DIRECTIONS FOR THIS TASK: Every line in the records below that holds the word "Display" is to be copied.

Dataset entries
-------
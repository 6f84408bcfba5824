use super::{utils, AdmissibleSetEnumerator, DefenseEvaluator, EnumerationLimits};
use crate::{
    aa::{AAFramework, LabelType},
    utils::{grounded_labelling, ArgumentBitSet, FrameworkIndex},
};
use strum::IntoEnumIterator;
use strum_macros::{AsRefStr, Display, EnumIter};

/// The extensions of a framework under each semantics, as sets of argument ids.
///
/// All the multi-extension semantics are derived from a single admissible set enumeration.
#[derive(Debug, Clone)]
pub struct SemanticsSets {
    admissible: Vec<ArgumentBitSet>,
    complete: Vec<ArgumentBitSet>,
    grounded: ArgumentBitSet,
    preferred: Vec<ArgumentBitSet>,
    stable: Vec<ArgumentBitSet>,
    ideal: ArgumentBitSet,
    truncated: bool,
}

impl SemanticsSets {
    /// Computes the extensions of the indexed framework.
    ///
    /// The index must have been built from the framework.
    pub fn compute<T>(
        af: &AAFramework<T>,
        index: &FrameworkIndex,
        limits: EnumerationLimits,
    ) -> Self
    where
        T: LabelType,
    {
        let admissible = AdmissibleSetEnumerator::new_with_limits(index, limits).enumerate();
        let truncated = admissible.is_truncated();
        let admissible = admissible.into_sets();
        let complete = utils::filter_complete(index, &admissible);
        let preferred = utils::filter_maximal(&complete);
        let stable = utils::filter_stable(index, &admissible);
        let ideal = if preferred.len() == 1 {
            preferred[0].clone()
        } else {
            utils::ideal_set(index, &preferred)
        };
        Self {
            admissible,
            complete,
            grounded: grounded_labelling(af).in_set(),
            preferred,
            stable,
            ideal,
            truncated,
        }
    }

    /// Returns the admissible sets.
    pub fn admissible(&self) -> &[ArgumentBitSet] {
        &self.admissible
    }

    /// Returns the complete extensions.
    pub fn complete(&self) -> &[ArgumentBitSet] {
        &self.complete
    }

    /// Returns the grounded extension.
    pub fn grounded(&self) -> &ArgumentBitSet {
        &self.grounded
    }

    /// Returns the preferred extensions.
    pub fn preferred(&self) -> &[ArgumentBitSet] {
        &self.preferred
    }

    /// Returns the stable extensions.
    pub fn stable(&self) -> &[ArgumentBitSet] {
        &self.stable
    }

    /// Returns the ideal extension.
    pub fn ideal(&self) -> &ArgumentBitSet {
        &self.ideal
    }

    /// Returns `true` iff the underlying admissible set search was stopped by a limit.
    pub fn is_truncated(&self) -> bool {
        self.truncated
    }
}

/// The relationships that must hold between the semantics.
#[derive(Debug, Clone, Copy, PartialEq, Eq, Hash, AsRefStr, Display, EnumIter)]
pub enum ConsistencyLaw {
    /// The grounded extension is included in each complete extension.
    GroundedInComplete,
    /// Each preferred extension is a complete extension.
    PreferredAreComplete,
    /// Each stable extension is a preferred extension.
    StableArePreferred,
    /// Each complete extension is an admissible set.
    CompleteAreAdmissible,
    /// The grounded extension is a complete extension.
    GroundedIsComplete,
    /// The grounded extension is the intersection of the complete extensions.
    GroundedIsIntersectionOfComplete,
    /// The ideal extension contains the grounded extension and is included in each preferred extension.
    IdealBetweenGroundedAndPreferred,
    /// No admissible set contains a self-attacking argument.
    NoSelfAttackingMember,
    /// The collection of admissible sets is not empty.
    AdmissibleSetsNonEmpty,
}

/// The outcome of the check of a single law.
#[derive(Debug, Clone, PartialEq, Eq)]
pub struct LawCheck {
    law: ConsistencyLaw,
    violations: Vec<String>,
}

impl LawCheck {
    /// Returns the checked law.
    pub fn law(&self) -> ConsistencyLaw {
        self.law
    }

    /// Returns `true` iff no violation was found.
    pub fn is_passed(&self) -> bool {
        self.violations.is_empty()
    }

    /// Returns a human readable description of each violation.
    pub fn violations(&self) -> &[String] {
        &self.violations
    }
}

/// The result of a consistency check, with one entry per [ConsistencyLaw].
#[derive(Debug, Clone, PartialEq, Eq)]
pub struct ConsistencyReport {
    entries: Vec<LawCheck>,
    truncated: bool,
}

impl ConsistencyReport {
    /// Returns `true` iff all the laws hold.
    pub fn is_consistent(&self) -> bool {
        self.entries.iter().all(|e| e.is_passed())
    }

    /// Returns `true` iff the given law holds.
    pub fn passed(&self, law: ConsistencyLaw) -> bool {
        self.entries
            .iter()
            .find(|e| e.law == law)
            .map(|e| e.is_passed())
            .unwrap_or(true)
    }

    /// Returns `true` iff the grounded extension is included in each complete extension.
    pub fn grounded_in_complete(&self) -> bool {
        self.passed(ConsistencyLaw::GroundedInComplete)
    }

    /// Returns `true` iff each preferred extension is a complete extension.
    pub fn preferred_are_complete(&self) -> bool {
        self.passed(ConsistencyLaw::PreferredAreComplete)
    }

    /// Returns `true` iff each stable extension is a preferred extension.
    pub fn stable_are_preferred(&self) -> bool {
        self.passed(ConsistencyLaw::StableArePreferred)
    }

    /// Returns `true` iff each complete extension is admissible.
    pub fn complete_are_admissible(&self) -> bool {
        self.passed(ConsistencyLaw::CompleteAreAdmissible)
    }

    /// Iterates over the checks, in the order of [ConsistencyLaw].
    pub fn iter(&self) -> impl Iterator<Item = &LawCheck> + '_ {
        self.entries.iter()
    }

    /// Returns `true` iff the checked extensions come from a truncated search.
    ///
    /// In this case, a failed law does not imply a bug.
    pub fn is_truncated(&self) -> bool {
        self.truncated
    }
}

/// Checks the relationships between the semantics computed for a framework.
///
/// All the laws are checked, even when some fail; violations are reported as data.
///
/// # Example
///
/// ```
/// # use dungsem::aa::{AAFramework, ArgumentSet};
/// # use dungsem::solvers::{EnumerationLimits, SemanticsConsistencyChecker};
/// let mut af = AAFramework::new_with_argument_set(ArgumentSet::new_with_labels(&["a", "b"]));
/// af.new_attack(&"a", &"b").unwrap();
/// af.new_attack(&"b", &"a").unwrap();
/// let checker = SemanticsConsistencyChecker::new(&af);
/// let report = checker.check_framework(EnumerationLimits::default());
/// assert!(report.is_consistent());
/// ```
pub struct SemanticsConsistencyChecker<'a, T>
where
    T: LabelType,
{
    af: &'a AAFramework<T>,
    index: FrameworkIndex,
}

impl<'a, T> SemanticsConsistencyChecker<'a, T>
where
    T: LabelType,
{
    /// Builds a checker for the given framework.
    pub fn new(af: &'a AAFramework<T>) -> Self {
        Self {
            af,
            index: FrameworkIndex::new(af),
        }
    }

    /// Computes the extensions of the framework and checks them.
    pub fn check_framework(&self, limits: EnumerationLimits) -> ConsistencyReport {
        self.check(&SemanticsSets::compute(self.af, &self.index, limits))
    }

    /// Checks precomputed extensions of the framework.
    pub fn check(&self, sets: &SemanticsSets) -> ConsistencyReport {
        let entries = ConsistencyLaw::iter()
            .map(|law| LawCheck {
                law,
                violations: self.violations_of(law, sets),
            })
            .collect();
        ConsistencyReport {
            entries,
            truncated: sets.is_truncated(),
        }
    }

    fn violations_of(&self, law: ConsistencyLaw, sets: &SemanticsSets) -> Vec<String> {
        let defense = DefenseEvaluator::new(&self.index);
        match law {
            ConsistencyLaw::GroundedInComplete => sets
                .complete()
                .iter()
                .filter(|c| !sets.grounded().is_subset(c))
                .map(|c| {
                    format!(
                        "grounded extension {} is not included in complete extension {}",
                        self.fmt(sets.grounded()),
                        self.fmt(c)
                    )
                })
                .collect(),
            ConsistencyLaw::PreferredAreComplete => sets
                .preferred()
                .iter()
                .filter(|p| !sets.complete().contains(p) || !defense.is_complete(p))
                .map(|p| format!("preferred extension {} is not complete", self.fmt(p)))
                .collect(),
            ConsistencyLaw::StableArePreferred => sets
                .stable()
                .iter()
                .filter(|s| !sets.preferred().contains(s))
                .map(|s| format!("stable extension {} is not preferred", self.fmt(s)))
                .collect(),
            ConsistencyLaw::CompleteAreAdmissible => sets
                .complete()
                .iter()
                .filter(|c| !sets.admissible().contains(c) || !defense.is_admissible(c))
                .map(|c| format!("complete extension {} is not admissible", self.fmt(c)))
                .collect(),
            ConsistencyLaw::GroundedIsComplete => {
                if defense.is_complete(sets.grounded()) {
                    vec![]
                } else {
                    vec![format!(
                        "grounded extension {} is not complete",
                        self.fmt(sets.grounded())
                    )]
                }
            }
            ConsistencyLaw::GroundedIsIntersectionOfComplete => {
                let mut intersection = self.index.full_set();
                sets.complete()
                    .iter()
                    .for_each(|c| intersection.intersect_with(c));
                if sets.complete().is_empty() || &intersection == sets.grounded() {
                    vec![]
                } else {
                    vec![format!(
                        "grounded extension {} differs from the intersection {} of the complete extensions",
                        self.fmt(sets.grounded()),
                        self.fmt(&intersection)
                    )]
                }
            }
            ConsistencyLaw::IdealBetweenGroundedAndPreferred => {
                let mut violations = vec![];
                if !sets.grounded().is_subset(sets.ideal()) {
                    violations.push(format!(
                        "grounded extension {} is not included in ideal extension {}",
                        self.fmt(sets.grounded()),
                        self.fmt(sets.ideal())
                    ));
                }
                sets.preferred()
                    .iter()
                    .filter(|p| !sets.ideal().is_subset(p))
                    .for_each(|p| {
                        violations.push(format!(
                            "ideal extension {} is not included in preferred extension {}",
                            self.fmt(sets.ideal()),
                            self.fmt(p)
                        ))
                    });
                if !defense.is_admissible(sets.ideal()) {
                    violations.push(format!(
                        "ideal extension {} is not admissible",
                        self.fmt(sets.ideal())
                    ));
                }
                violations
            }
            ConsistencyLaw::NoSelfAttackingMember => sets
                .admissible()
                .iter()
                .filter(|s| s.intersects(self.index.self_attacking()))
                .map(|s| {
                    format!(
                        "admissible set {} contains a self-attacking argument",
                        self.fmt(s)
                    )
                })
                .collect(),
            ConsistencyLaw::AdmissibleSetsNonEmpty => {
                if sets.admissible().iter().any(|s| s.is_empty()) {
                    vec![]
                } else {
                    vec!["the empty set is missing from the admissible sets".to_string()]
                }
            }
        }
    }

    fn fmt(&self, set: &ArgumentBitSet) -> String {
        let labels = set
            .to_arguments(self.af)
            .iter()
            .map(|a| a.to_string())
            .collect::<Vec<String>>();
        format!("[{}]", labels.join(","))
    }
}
-------
THE ANSWER:
use strum_macros::{AsRefStr, Display, EnumIter};
#[derive(Debug, Clone, Copy, PartialEq, Eq, Hash, AsRefStr, Display, EnumIter)]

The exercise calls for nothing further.